> Try it: Would you please transcribe, exactly as written, the lines of the entries below starting at the one that holds "the irrigation controller." and ending at the one that holds "Top-level controller error", both included?

> Data for this task:
● ● ●

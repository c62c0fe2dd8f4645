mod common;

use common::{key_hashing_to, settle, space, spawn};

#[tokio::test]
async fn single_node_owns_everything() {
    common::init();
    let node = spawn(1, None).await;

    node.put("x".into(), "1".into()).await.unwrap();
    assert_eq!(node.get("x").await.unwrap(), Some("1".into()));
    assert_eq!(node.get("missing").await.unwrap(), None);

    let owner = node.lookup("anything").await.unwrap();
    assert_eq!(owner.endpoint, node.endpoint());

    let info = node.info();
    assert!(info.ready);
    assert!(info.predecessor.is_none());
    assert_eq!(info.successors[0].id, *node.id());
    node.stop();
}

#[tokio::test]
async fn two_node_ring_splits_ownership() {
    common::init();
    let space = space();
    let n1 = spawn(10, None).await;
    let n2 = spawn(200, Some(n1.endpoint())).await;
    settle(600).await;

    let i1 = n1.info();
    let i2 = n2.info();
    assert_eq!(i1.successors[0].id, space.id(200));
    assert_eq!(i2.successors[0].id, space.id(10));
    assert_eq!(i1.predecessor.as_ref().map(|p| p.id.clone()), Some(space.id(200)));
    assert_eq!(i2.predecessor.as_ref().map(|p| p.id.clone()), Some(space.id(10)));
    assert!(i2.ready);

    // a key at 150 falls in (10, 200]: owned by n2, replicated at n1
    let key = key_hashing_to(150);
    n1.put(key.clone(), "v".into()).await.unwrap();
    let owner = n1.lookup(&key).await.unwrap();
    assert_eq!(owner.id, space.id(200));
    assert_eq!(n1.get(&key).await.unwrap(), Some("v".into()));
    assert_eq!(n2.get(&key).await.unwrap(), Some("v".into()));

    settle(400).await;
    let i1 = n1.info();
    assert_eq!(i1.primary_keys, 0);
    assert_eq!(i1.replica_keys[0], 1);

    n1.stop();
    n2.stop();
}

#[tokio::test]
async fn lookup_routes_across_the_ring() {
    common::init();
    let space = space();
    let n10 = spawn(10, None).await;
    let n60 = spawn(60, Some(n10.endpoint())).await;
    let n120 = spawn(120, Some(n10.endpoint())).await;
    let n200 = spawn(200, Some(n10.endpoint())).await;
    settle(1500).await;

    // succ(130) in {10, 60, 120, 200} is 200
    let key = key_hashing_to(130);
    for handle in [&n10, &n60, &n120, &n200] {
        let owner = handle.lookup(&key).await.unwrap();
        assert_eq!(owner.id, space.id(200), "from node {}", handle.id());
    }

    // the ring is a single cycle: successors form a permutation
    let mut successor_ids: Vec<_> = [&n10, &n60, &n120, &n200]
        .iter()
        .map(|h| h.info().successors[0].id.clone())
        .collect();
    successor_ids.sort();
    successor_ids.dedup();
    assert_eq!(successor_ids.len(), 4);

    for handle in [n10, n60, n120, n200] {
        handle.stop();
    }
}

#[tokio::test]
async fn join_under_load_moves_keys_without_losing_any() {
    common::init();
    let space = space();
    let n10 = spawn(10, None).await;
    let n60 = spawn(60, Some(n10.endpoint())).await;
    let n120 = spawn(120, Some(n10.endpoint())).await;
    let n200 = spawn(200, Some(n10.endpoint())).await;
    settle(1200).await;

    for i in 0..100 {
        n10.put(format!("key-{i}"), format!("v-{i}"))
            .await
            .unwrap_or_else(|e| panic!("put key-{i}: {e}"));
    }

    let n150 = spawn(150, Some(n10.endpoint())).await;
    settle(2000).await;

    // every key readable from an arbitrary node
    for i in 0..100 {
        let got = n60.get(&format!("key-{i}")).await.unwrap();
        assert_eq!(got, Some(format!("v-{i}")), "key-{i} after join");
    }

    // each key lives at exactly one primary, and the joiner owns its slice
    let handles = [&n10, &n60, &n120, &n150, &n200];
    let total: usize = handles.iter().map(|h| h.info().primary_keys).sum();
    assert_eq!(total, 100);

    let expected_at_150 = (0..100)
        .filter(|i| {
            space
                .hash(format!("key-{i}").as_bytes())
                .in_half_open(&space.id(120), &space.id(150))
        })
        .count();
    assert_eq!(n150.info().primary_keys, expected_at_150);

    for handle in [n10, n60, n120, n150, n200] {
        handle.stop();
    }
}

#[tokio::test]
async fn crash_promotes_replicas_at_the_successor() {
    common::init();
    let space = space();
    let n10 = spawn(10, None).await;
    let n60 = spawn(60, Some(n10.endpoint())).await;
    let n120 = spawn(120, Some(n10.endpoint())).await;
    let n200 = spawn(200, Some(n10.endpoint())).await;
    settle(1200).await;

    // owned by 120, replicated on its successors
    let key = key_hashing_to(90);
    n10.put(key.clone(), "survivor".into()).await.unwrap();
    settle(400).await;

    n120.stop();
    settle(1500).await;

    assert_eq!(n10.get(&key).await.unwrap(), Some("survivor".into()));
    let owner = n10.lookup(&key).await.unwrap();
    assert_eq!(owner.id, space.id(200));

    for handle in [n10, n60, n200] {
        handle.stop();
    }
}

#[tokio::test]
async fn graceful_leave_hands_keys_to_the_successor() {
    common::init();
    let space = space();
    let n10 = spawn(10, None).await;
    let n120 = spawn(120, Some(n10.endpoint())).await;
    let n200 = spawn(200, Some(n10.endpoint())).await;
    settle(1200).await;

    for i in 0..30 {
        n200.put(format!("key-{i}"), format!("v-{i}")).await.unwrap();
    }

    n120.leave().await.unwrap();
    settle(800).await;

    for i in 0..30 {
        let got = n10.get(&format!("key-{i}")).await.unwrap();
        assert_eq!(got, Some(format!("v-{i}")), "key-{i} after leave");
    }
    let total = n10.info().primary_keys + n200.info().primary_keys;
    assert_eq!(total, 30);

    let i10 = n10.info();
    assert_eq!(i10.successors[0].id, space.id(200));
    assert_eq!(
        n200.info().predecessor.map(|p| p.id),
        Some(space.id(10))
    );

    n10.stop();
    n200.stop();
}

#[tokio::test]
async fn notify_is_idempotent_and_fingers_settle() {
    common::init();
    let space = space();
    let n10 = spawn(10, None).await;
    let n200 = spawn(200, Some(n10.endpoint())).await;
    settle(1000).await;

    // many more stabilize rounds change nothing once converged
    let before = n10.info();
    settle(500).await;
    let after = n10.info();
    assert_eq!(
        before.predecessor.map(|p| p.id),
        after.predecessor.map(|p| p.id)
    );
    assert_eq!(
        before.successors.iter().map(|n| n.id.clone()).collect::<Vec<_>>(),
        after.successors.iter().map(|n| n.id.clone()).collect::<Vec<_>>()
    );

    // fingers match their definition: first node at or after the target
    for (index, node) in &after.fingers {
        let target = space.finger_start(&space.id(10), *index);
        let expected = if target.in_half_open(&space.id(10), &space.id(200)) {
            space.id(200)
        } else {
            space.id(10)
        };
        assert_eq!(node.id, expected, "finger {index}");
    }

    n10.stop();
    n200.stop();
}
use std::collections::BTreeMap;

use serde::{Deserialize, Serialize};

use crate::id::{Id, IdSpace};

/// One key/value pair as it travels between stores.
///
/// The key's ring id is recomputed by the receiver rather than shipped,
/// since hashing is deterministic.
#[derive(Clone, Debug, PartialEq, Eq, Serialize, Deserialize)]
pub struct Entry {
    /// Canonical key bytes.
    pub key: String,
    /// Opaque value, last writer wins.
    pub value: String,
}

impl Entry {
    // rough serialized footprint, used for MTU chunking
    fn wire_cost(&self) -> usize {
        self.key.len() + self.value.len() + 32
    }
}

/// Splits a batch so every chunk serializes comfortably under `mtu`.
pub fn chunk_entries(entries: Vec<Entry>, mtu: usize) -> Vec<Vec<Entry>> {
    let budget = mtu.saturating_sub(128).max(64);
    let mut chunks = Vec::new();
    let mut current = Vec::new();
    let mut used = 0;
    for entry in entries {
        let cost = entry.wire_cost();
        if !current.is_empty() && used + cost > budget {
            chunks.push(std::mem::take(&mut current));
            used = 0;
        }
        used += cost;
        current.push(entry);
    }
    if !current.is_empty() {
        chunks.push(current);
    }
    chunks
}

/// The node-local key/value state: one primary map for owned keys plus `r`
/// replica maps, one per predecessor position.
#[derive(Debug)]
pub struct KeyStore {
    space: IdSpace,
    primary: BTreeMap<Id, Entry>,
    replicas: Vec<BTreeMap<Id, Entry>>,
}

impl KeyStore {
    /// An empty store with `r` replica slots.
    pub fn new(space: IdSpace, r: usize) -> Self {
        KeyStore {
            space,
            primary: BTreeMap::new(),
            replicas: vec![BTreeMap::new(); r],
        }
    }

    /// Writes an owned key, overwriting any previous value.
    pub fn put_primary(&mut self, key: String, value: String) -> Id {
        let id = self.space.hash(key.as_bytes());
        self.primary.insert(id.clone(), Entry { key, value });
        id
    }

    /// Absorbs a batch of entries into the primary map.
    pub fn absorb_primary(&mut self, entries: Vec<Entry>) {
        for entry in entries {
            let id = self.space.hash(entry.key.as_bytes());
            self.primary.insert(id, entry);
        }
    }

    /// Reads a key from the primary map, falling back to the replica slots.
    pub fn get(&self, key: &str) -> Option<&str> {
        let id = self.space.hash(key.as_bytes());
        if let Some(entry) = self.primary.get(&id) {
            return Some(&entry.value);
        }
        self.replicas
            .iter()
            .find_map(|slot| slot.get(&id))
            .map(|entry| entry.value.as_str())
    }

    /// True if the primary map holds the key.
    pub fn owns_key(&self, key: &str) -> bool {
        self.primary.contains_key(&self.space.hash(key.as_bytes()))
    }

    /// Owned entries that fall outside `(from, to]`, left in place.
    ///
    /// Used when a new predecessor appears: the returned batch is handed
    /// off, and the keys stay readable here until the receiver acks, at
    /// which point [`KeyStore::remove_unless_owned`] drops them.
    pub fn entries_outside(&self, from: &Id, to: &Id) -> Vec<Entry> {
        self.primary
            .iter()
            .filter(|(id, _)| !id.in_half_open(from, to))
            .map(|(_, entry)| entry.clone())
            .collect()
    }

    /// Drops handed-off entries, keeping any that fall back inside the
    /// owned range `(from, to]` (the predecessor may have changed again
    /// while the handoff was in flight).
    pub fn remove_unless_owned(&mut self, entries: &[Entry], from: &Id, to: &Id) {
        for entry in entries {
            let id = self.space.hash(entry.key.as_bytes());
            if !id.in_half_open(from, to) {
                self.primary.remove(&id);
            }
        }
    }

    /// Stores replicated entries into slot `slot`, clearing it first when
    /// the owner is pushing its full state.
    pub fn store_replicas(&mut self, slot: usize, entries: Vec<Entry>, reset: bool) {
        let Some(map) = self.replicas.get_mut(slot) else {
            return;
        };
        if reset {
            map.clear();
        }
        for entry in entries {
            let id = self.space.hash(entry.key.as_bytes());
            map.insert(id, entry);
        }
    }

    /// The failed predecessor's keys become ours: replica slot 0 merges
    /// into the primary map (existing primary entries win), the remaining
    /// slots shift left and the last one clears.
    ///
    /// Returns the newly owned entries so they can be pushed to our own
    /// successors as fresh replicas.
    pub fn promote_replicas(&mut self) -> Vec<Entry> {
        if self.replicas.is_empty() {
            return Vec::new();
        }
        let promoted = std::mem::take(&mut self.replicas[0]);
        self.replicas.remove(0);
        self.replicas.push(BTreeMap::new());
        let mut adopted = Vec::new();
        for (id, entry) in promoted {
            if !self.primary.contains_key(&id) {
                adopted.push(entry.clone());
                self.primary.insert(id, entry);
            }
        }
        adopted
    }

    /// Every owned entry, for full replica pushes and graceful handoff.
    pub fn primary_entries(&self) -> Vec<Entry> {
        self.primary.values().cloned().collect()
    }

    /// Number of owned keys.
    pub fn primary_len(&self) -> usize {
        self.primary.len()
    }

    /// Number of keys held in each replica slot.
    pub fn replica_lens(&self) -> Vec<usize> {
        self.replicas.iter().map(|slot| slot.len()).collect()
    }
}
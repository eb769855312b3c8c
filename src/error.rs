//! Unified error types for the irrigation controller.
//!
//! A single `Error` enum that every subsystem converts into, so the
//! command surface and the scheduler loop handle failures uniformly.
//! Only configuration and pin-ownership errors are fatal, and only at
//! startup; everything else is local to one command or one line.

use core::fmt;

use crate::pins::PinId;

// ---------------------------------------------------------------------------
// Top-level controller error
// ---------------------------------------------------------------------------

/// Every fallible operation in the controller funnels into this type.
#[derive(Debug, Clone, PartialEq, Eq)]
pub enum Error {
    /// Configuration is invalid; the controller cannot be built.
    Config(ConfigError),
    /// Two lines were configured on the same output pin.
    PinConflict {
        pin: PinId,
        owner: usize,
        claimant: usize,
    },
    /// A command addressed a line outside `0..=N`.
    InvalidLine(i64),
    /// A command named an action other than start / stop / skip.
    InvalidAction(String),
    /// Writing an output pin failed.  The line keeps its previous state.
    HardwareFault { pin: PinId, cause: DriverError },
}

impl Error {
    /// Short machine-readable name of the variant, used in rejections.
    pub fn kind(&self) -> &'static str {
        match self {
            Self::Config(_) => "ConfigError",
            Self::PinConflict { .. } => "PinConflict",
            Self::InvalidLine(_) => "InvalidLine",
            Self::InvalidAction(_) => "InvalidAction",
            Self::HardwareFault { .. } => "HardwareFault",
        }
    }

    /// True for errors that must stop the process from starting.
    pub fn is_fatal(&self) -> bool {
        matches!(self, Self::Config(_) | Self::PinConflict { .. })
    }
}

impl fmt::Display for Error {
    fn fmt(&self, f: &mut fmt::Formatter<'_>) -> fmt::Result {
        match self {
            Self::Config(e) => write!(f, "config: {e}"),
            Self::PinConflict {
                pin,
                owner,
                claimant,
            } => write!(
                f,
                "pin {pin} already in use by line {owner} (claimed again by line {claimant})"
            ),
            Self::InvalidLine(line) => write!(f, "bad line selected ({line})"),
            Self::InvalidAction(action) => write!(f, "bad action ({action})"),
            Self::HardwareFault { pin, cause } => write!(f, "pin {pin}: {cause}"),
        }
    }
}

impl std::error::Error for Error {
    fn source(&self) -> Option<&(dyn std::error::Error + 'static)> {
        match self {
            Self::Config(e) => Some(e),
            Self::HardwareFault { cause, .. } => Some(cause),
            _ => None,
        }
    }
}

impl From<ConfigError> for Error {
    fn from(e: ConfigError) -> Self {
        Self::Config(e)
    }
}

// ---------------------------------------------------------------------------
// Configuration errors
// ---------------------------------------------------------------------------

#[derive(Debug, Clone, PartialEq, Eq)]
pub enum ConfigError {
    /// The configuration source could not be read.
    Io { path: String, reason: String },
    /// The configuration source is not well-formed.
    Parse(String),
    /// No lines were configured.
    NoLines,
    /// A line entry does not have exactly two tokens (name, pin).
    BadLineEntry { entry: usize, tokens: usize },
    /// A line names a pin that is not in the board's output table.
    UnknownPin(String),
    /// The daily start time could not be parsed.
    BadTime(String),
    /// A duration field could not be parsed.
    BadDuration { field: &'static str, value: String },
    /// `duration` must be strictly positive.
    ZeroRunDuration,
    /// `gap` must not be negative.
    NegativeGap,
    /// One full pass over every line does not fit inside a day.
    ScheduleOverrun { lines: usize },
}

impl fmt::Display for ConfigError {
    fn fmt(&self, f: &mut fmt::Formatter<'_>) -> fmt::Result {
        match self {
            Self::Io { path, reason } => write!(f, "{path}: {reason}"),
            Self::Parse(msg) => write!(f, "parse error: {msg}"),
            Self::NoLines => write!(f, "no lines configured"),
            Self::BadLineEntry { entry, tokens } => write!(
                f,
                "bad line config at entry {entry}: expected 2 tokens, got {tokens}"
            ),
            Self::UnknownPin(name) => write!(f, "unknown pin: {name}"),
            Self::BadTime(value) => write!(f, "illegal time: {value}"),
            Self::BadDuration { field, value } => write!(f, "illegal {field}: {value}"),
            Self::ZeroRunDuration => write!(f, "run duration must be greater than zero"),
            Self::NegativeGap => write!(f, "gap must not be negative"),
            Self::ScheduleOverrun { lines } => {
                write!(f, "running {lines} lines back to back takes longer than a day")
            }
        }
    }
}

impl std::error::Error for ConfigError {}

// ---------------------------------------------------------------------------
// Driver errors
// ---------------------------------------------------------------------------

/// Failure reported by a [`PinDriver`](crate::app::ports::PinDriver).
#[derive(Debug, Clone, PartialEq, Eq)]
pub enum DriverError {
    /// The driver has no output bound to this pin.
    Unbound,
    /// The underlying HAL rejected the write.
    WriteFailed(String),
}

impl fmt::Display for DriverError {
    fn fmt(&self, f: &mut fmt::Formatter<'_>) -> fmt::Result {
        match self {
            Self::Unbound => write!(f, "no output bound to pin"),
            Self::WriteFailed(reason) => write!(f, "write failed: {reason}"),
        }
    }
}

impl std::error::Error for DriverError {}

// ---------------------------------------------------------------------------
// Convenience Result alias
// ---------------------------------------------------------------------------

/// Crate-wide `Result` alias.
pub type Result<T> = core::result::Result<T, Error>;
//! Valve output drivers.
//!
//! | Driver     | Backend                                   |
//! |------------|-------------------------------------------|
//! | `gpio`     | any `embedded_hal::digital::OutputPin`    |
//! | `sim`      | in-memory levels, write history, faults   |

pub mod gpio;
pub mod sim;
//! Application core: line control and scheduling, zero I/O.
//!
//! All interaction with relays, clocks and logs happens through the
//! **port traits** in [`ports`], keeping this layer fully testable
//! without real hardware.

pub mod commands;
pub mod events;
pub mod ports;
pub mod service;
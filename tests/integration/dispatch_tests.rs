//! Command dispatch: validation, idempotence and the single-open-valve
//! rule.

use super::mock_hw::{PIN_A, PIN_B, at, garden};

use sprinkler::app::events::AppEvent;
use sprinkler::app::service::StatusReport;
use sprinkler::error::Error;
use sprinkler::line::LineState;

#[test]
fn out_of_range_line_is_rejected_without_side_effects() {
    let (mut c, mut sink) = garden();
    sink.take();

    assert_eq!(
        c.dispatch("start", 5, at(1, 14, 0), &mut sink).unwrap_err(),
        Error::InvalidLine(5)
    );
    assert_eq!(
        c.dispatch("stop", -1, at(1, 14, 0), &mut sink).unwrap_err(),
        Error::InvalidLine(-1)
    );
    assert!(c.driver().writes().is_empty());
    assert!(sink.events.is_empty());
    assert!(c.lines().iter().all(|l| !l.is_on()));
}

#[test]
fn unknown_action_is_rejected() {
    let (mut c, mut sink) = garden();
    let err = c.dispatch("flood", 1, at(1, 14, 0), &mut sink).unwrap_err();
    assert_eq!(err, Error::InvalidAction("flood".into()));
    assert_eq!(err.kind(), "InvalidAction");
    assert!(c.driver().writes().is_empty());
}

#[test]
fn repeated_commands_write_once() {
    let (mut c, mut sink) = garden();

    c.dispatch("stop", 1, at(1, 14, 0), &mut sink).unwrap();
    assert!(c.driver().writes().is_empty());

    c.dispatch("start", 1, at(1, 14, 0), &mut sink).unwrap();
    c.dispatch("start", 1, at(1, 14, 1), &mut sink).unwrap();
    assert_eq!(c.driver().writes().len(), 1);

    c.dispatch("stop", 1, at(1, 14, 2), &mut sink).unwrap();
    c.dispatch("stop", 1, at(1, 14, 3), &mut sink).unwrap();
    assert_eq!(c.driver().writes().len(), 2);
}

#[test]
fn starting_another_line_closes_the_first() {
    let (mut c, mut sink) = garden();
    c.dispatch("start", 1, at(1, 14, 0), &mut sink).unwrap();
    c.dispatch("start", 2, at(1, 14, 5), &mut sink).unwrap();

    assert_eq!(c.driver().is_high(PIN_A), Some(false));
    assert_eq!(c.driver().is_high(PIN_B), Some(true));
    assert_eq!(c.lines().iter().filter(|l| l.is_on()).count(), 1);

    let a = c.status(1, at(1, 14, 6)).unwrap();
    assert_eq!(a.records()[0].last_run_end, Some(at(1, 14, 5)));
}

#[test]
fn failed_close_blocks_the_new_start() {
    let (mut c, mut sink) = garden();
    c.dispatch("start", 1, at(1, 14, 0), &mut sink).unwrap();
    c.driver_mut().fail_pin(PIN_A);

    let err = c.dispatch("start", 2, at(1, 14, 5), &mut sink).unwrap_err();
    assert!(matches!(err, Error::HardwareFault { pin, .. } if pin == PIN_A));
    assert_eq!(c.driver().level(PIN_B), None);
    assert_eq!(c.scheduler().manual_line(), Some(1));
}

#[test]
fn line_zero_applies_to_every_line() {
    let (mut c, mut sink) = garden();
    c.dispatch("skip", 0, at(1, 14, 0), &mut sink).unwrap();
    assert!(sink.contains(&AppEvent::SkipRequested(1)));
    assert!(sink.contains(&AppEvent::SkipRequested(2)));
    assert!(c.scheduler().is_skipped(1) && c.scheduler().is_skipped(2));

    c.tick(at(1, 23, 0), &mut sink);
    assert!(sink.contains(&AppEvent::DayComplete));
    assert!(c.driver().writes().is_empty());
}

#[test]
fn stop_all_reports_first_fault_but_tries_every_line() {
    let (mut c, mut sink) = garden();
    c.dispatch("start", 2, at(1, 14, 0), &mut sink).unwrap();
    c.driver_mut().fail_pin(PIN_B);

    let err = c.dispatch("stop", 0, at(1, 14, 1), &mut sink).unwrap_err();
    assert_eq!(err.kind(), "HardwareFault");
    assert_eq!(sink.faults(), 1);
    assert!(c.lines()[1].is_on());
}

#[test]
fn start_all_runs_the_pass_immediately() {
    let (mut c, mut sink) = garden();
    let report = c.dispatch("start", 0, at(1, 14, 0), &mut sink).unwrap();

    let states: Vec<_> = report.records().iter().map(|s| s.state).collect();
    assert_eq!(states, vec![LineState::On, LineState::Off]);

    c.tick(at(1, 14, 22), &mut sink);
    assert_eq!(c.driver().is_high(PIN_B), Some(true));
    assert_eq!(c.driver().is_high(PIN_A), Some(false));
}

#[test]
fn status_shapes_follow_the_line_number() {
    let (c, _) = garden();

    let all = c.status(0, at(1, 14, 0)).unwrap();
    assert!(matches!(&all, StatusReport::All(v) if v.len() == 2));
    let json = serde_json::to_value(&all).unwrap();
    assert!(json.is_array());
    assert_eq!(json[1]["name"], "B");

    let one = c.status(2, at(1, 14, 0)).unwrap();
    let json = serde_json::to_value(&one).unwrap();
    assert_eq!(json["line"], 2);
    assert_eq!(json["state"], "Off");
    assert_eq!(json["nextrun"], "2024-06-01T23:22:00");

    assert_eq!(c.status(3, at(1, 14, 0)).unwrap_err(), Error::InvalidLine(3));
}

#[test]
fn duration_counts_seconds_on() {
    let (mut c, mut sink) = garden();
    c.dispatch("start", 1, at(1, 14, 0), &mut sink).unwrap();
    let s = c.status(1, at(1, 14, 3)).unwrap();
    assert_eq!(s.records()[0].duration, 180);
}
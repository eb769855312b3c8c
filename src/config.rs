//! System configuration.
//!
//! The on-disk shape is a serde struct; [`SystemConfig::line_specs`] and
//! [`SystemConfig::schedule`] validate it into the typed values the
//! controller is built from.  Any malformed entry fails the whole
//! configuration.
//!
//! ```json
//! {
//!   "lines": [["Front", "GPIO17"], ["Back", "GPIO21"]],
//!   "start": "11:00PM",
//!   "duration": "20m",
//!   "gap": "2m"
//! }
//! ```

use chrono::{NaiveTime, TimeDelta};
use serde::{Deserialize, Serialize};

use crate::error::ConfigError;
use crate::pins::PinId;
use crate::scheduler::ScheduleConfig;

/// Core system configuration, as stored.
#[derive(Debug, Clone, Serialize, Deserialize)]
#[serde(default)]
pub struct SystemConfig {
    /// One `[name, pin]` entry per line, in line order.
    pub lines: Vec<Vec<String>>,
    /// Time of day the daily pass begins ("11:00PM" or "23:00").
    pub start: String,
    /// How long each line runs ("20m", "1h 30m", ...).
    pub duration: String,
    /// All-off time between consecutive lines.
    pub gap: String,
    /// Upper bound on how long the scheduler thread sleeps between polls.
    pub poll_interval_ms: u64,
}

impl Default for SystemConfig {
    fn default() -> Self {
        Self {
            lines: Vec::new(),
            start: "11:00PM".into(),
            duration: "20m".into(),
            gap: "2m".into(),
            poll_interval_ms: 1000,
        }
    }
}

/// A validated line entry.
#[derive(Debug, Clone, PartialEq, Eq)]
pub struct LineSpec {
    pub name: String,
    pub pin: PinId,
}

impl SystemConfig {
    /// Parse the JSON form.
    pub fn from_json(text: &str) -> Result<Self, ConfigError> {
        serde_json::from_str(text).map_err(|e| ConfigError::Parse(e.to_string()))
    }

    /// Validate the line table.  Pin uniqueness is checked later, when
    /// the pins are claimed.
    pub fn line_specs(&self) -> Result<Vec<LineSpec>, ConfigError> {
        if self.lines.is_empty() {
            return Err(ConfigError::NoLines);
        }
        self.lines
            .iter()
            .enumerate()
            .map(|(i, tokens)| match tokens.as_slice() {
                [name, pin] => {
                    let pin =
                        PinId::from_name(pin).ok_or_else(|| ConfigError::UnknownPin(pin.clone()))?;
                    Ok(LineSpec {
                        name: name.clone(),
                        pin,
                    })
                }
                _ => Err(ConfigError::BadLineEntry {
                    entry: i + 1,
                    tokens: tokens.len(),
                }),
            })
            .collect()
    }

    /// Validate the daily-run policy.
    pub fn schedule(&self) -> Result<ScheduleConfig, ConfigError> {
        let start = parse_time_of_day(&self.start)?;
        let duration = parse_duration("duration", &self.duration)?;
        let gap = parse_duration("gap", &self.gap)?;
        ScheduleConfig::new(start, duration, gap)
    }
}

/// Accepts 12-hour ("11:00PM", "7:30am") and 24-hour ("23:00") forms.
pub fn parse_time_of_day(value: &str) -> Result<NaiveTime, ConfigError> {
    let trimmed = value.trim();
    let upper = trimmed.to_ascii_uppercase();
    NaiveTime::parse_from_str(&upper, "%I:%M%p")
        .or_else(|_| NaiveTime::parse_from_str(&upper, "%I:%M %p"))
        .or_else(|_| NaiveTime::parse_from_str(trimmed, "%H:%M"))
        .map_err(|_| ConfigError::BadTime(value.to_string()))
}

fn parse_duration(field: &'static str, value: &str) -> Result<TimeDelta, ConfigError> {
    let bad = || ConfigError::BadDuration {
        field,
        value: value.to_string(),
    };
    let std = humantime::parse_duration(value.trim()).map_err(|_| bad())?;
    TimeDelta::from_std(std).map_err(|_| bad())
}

● ● ●

> Task solution:
//! Unified error types for the irrigation controller.
//!
//! A single `Error` enum that every subsystem converts into, so the
//! command surface and the scheduler loop handle failures uniformly.
//! Only configuration and pin-ownership errors are fatal, and only at
//! startup; everything else is local to one command or one line.

use core::fmt;

use crate::pins::PinId;

// ---------------------------------------------------------------------------
// Top-level controller error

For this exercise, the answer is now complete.